PROBLEM STATEMENT => Instruction for the data below: set down exactly the lines from the line with "fn add(self, rhs: Self)" to the line with "fn sub(self, rhs: Self)", inclusive, and no others.
EXERCISE MATERIAL Start Marker
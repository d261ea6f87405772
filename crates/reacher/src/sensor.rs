use physics::Vec3;

/// Fixed-size observation buffer filled by an agent once per step.
///
/// Writes past the declared size are dropped with a warning; a short vector is
/// zero padded by [`VectorSensor::padded`].
#[derive(Clone, Debug)]
pub struct VectorSensor {
    size: usize,
    data: Vec<f32>,
    overflowed: bool,
}

impl VectorSensor {
    #[must_use]
    pub fn new(size: usize) -> Self {
        Self { size, data: Vec::with_capacity(size), overflowed: false }
    }

    /// Declared observation size.
    #[must_use]
    pub fn size(&self) -> usize {
        self.size
    }

    /// Number of values written since the last reset.
    #[must_use]
    pub fn len(&self) -> usize {
        self.data.len()
    }

    #[must_use]
    pub fn is_empty(&self) -> bool {
        self.data.is_empty()
    }

    pub fn reset(&mut self) {
        self.data.clear();
        self.overflowed = false;
    }

    pub fn add_f32(&mut self, value: f32) {
        if self.data.len() >= self.size {
            if !self.overflowed {
                tracing::warn!(size = self.size, "observation overflow, extra values dropped");
                self.overflowed = true;
            }
            return;
        }
        self.data.push(value);
    }

    pub fn add_vec3(&mut self, v: Vec3) {
        for value in v.to_array() {
            self.add_f32(value);
        }
    }

    /// Quaternion in `x, y, z, w` order.
    pub fn add_quat(&mut self, q: [f32; 4]) {
        for value in q {
            self.add_f32(value);
        }
    }

    pub fn add_bool(&mut self, flag: bool) {
        self.add_f32(if flag { 1.0 } else { 0.0 });
    }

    #[must_use]
    pub fn as_slice(&self) -> &[f32] {
        &self.data
    }

    /// Observation of exactly [`size`](Self::size) values.
    #[must_use]
    pub fn padded(&self) -> Vec<f32> {
        let mut out = self.data.clone();
        out.resize(self.size, 0.0);
        out
    }
}
//! Quaternion utilities for physics bodies
//!
//! Orientations are stored as plain `[x, y, z, w]` arrays on [`Body`](crate::Body);
//! this module converts them to `glam` types for the actual math.

use crate::types::Vec3;
use glam::{EulerRot, Quat, Vec3 as GlamVec3};

fn to_quat(orientation: [f32; 4]) -> Quat {
    Quat::from_array(orientation)
}

fn to_glam(v: Vec3) -> GlamVec3 {
    GlamVec3::new(v.x, v.y, v.z)
}

fn from_glam(v: GlamVec3) -> Vec3 {
    Vec3::new(v.x, v.y, v.z)
}

/// Build an orientation from Euler angles in degrees.
///
/// Rotation order is Z, then X, then Y, the convention used by most game
/// engines for their inspector angles.
#[must_use]
pub fn from_euler_degrees(x: f32, y: f32, z: f32) -> [f32; 4] {
    Quat::from_euler(EulerRot::YXZ, y.to_radians(), x.to_radians(), z.to_radians())
        .normalize()
        .to_array()
}

/// Rotate a vector by an orientation.
#[must_use]
pub fn rotate(orientation: [f32; 4], v: Vec3) -> Vec3 {
    from_glam(to_quat(orientation) * to_glam(v))
}

/// Advance an orientation by a world-space angular velocity over `dt`.
#[must_use]
pub fn integrate_orientation(orientation: [f32; 4], angular_vel: Vec3, dt: f32) -> [f32; 4] {
    let w = to_glam(angular_vel);
    let speed = w.length();
    if speed * dt <= f32::EPSILON {
        return orientation;
    }
    let delta = Quat::from_axis_angle(w / speed, speed * dt);
    (delta * to_quat(orientation)).normalize().to_array()
}
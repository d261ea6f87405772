#![deny(clippy::all, clippy::pedantic)]
#![allow(clippy::module_name_repetitions)]
//! # Reacher Physics Host
//!
//! A minimal rigid-body host for articulated reaching tasks.
//!
//! The crate does not try to be a general solver. It integrates torques on
//! dynamic bodies into angular velocity and orientation, and re-derives the
//! positions of articulated bodies from their orientations through kinematic
//! chains, so a two-link arm stays attached at its shoulder and elbow.
//!
//! ## Key Components
//!
//! -   **Bodies:** [`Body`] carries pose, velocities, a spherical collision
//!     radius and a scale. See the [`types`] module.
//! -   **Simulation:** [`PhysicsSim`] owns the bodies, steps them at a fixed
//!     time step and counts frames.
//! -   **Arm:** [`ArmRig`] builds the shoulder link, elbow link, hand, base
//!     marker and goal marker and registers the chain that ties them together.
//!
//! ## Usage
//!
//! ```rust
//! use physics::{ArmConfig, ArmRig, PhysicsSim, Vec3};
//!
//! let mut sim = PhysicsSim::new();
//! let arm = ArmRig::new(&mut sim, Vec3::ZERO, ArmConfig::default());
//! sim.add_torque(arm.upper, Vec3::new(150.0, 0.0, 0.0))?;
//! sim.run(10);
//! assert_eq!(sim.frame_count(), 10);
//! # Ok::<(), physics::PhysicsError>(())
//! ```

mod builder;
pub mod error;
pub mod integrator;
pub mod rig;
pub mod simulation;
pub mod transform;
pub mod types;

pub use error::PhysicsError;
pub use rig::{ArmConfig, ArmRig};
pub use simulation::PhysicsSim;
pub use types::{Body, BodyType, PhysParams, Vec3};
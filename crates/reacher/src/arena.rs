//! # Reacher Arena
//!
//! Owns the simulation, the agent, and the touch detector, and runs them in
//! the fixed per-step order the agent expects:
//!
//! 1. `observe` into the sensor,
//! 2. query the policy (every `decision_period` steps, otherwise the previous
//!    action is repeated),
//! 3. `act`,
//! 4. advance physics one step,
//! 5. report hand/goal contact.
//!
//! Episodes end after `max_steps` actions.

use std::cell::{Ref, RefCell};
use std::rc::Rc;

use physics::{ArmConfig, ArmRig, PhysParams, PhysicsSim, Vec3};
use serde::{Deserialize, Serialize};

use crate::agent::Agent;
use crate::error::AgentError;
use crate::params::ParameterStore;
use crate::policy::Policy;
use crate::reacher::ReacherAgent;
use crate::sensor::VectorSensor;
use crate::stats::{SharedStats, StatAggregation, StatsCollector, StatsRecorder};
use crate::touch::GoalTouchDetector;

pub const CUMULATIVE_REWARD: &str = "Episode/Cumulative Reward";
pub const EPISODE_LENGTH: &str = "Episode/Length";
pub const EPISODE_TOUCHES: &str = "Episode/Touches";

#[derive(Clone, Debug, PartialEq, Serialize, Deserialize)]
#[serde(default)]
pub struct ArenaConfig {
    /// Actions per episode.
    pub max_steps: u32,
    /// Steps between policy queries.
    pub decision_period: u32,
    /// Seed for the agent's own randomness.
    pub seed: u64,
    /// Shoulder position of the arm.
    pub anchor: [f32; 3],
    /// Physics time step in seconds.
    pub dt: f32,
}

impl Default for ArenaConfig {
    fn default() -> Self {
        Self {
            max_steps: 4000,
            decision_period: 1,
            seed: 0,
            anchor: [0.0; 3],
            dt: PhysParams::default().dt,
        }
    }
}

/// Outcome of one simulation step.
#[derive(Copy, Clone, Debug, PartialEq)]
pub struct StepResult {
    pub reward: f32,
    /// Whether the hand flagged a new touch this step.
    pub touched: bool,
}

#[derive(Clone, Debug, PartialEq, Serialize)]
pub struct EpisodeSummary {
    pub episode: u32,
    pub steps: u32,
    pub cumulative_reward: f32,
    pub touches: u32,
    pub relocations: u32,
}

pub struct Arena {
    sim: PhysicsSim,
    agent: ReacherAgent,
    detector: GoalTouchDetector,
    stats: Rc<RefCell<StatsCollector>>,
    sensor: VectorSensor,
    actions: Vec<f32>,
    config: ArenaConfig,
    episodes: u32,
}

impl Arena {
    /// Build the arm, bind the agent to it, run its `init`, and start the
    /// first episode so [`step`](Self::step) can be called right away.
    ///
    /// # Errors
    ///
    /// Returns [`AgentError::InvalidEpisodeLength`] for `max_steps == 0`,
    /// [`AgentError::InvalidParameter`] for a zero decision period or a
    /// non-positive time step, or any error from [`Agent::init`] or
    /// [`Agent::reset`].
    pub fn new(config: ArenaConfig, params: ParameterStore) -> Result<Self, AgentError> {
        if config.max_steps == 0 {
            return Err(AgentError::InvalidEpisodeLength);
        }
        if config.decision_period == 0 {
            return Err(AgentError::InvalidParameter("decision_period must be positive".into()));
        }
        if config.dt.is_nan() || config.dt <= 0.0 {
            return Err(AgentError::InvalidParameter(format!("dt must be positive, got {}", config.dt)));
        }

        let mut sim = PhysicsSim::with_params(PhysParams { dt: config.dt, ..PhysParams::default() });
        let rig = ArmRig::new(&mut sim, Vec3::from(config.anchor), ArmConfig::default());

        let stats = StatsCollector::shared();
        let shared: SharedStats = stats.clone();
        let mut agent = ReacherAgent::new(rig, Box::new(params), shared, config.seed);
        agent.init(&sim)?;

        let detector = GoalTouchDetector::for_agent(&agent);
        let sensor = VectorSensor::new(agent.observation_size());
        let actions = vec![0.0; agent.action_size()];
        let mut arena = Self { sim, agent, detector, stats, sensor, actions, config, episodes: 0 };
        arena.begin_episode()?;
        Ok(arena)
    }

    #[must_use]
    pub fn sim(&self) -> &PhysicsSim {
        &self.sim
    }

    #[must_use]
    pub fn agent(&self) -> &ReacherAgent {
        &self.agent
    }

    #[must_use]
    pub fn config(&self) -> &ArenaConfig {
        &self.config
    }

    #[must_use]
    pub fn stats(&self) -> Ref<'_, StatsCollector> {
        self.stats.borrow()
    }

    /// Most recent observation.
    #[must_use]
    pub fn observation(&self) -> &[f32] {
        self.sensor.as_slice()
    }

    /// Episodes completed so far.
    #[must_use]
    pub fn episodes(&self) -> u32 {
        self.episodes
    }

    /// Replace the episode parameters; the agent picks them up on its next reset.
    pub fn update_parameters(&mut self, params: ParameterStore) {
        self.agent.set_parameters(Box::new(params));
    }

    /// Start a new episode without running it.
    ///
    /// # Errors
    ///
    /// Propagates [`Agent::reset`] failures.
    pub fn begin_episode(&mut self) -> Result<(), AgentError> {
        self.agent.reset(&mut self.sim)?;
        self.detector.reset_count();
        self.actions.fill(0.0);
        Ok(())
    }

    /// Run one observe/act/physics cycle of the current episode.
    ///
    /// # Errors
    ///
    /// Propagates agent and touch detection failures.
    pub fn step(&mut self, policy: &mut dyn Policy) -> Result<StepResult, AgentError> {
        self.sensor.reset();
        self.agent.observe(&self.sim, &mut self.sensor)?;
        if self.agent.step_count() % self.config.decision_period == 0 {
            policy.act(self.sensor.as_slice(), &mut self.actions);
        }
        self.agent.act(&mut self.sim, &self.actions)?;
        self.sim.step();
        let touched = self.detector.check(&self.sim, &mut self.agent)?;
        Ok(StepResult { reward: self.agent.take_step_reward(), touched })
    }

    /// Reset, then step until the episode's step budget is spent.
    ///
    /// # Errors
    ///
    /// Propagates any failure from [`begin_episode`](Self::begin_episode) or
    /// [`step`](Self::step).
    #[allow(clippy::cast_precision_loss)]
    pub fn run_episode(&mut self, policy: &mut dyn Policy) -> Result<EpisodeSummary, AgentError> {
        self.begin_episode()?;
        while self.agent.step_count() < self.config.max_steps {
            self.step(policy)?;
        }

        let summary = EpisodeSummary {
            episode: self.episodes,
            steps: self.agent.step_count(),
            cumulative_reward: self.agent.cumulative_reward(),
            touches: self.detector.contacts(),
            relocations: self.agent.relocations(),
        };
        {
            let mut stats = self.stats.borrow_mut();
            stats.add(CUMULATIVE_REWARD, summary.cumulative_reward, StatAggregation::Average);
            stats.add(EPISODE_LENGTH, summary.steps as f32, StatAggregation::Average);
            stats.add(EPISODE_TOUCHES, summary.touches as f32, StatAggregation::Sum);
        }
        tracing::info!(
            episode = summary.episode,
            steps = summary.steps,
            reward = summary.cumulative_reward,
            touches = summary.touches,
            relocations = summary.relocations,
            "episode finished"
        );
        self.episodes += 1;
        Ok(summary)
    }
}
use physics::PhysicsSim;

use crate::error::AgentError;
use crate::reacher::ReacherAgent;

/// Watches for contact between the hand and the goal and reports it to the
/// agent after each physics step.
#[derive(Clone, Debug)]
pub struct GoalTouchDetector {
    hand: usize,
    goal: usize,
    contacts: u32,
}

impl GoalTouchDetector {
    #[must_use]
    pub fn new(hand: usize, goal: usize) -> Self {
        Self { hand, goal, contacts: 0 }
    }

    /// Detector for the hand and goal of `agent`'s arm.
    #[must_use]
    pub fn for_agent(agent: &ReacherAgent) -> Self {
        Self::new(agent.rig().hand, agent.rig().goal)
    }

    /// Returns `true` if this check flagged a new touch.
    ///
    /// # Errors
    ///
    /// Fails if the hand or goal body is missing.
    pub fn check(&mut self, sim: &PhysicsSim, agent: &mut ReacherAgent) -> Result<bool, AgentError> {
        if !sim.overlaps(self.hand, self.goal)? {
            return Ok(false);
        }
        let fresh = agent.notify_touch(sim.frame_count());
        if fresh {
            self.contacts += 1;
        }
        Ok(fresh)
    }

    /// New touches flagged since the last [`reset_count`](Self::reset_count).
    #[must_use]
    pub fn contacts(&self) -> u32 {
        self.contacts
    }

    pub fn reset_count(&mut self) {
        self.contacts = 0;
    }
}
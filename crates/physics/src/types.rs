//! Core value types shared by the simulation and its callers.

use std::ops::{Add, AddAssign, Div, Mul, MulAssign, Sub};

#[derive(Copy, Clone, Debug, Default, PartialEq)]
pub struct Vec3 {
    pub x: f32,
    pub y: f32,
    pub z: f32,
}

impl Vec3 {
    pub const ZERO: Self = Self::new(0.0, 0.0, 0.0);
    pub const ONE: Self = Self::new(1.0, 1.0, 1.0);

    #[must_use]
    pub const fn new(x: f32, y: f32, z: f32) -> Self {
        Self { x, y, z }
    }

    #[must_use]
    pub const fn splat(v: f32) -> Self {
        Self::new(v, v, v)
    }

    #[must_use]
    pub fn dot(self, other: Self) -> f32 {
        self.x * other.x + self.y * other.y + self.z * other.z
    }

    #[must_use]
    pub fn length_squared(self) -> f32 {
        self.dot(self)
    }

    /// Euclidean length, the `magnitude` of the vector.
    #[must_use]
    pub fn length(self) -> f32 {
        self.length_squared().sqrt()
    }

    #[must_use]
    pub fn distance(self, other: Self) -> f32 {
        (other - self).length()
    }

    #[must_use]
    pub fn max_element(self) -> f32 {
        self.x.max(self.y).max(self.z)
    }

    #[must_use]
    pub const fn to_array(self) -> [f32; 3] {
        [self.x, self.y, self.z]
    }
}

impl From<[f32; 3]> for Vec3 {
    fn from(v: [f32; 3]) -> Self {
        Self::new(v[0], v[1], v[2])
    }
}

impl Add for Vec3 {
    type Output = Self;
    fn add(self, rhs: Self) -> Self {
        Self::new(self.x + rhs.x, self.y + rhs.y, self.z + rhs.z)
    }
}

impl AddAssign for Vec3 {
    fn add_assign(&mut self, rhs: Self) {
        *self = *self + rhs;
    }
}

impl Sub for Vec3 {
    type Output = Self;
    fn sub(self, rhs: Self) -> Self {
        Self::new(self.x - rhs.x, self.y - rhs.y, self.z - rhs.z)
    }
}

impl Mul<f32> for Vec3 {
    type Output = Self;
    fn mul(self, rhs: f32) -> Self {
        Self::new(self.x * rhs, self.y * rhs, self.z * rhs)
    }
}

impl MulAssign<f32> for Vec3 {
    fn mul_assign(&mut self, rhs: f32) {
        *self = *self * rhs;
    }
}

impl Div<f32> for Vec3 {
    type Output = Self;
    fn div(self, rhs: f32) -> Self {
        Self::new(self.x / rhs, self.y / rhs, self.z / rhs)
    }
}

/// How the integrator treats a body.
#[derive(Copy, Clone, Debug, PartialEq, Eq)]
pub enum BodyType {
    /// Torques are integrated into angular velocity.
    Dynamic,
    /// Pose is only changed by the caller or by a kinematic chain.
    Kinematic,
}

/// A rigid body with a spherical collision volume.
#[derive(Copy, Clone, Debug)]
pub struct Body {
    pub pos: Vec3,
    /// Position at the start of the current step, used for finite-difference velocity.
    pub prev_pos: Vec3,
    pub vel: Vec3,
    /// Orientation quaternion as `[x, y, z, w]`.
    pub orientation: [f32; 4],
    pub angular_vel: Vec3,
    /// Collision radius before scaling.
    pub radius: f32,
    pub scale: Vec3,
    /// Scalar moment of inertia.
    pub inertia: f32,
    pub body_type: BodyType,
    /// Torque accumulated since the last step.
    pub torque: Vec3,
}

impl Body {
    pub const IDENTITY: [f32; 4] = [0.0, 0.0, 0.0, 1.0];

    #[must_use]
    pub fn new(pos: Vec3, radius: f32, body_type: BodyType) -> Self {
        Self {
            pos,
            prev_pos: pos,
            vel: Vec3::ZERO,
            orientation: Self::IDENTITY,
            angular_vel: Vec3::ZERO,
            radius,
            scale: Vec3::ONE,
            inertia: 1.0,
            body_type,
            torque: Vec3::ZERO,
        }
    }

    /// Collision radius after applying the largest scale component.
    #[must_use]
    pub fn scaled_radius(&self) -> f32 {
        self.radius * self.scale.max_element()
    }
}

/// Global integration parameters.
#[derive(Copy, Clone, Debug)]
pub struct PhysParams {
    /// Fixed time step in seconds.
    pub dt: f32,
    /// Angular drag coefficient.
    pub angular_damping: f32,
    /// Angular speed cap in rad/s.
    pub max_angular_speed: f32,
}

impl Default for PhysParams {
    fn default() -> Self {
        Self {
            dt: 0.02,
            angular_damping: 0.05,
            max_angular_speed: 7.0,
        }
    }
}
EXERCISE MATERIAL End Marker
RESULT =>
    fn add(self, rhs: Self) -> Self {
        Self::new(self.x + rhs.x, self.y + rhs.y, self.z + rhs.z)
    }
}

impl AddAssign for Vec3 {
    fn add_assign(&mut self, rhs: Self) {
        *self = *self + rhs;
    }
}

impl Sub for Vec3 {
    type Output = Self;
    fn sub(self, rhs: Self) -> Self {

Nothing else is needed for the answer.